= EXERCISE BRIEF =
Copy the whole listing below exactly.

= EXTRACTED RECORDS =
§ §

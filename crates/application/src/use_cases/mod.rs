pub mod record_packet;
pub mod stats;

pub use record_packet::RecordPacketUseCase;
pub use stats::{
    GetMostQueriedDomainsUseCase, GetQueriesOverTimeUseCase, GetRecentTransactionsUseCase,
    GetUniqueDomainsUseCase,
};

§ §

= ANSWER BELOW =
filename crates/application/src/use_cases/mod.rs
pub mod record_packet;
pub mod stats;

pub use record_packet::RecordPacketUseCase;
pub use stats::{
    GetMostQueriedDomainsUseCase, GetQueriesOverTimeUseCase, GetRecentTransactionsUseCase,
    GetUniqueDomainsUseCase,
};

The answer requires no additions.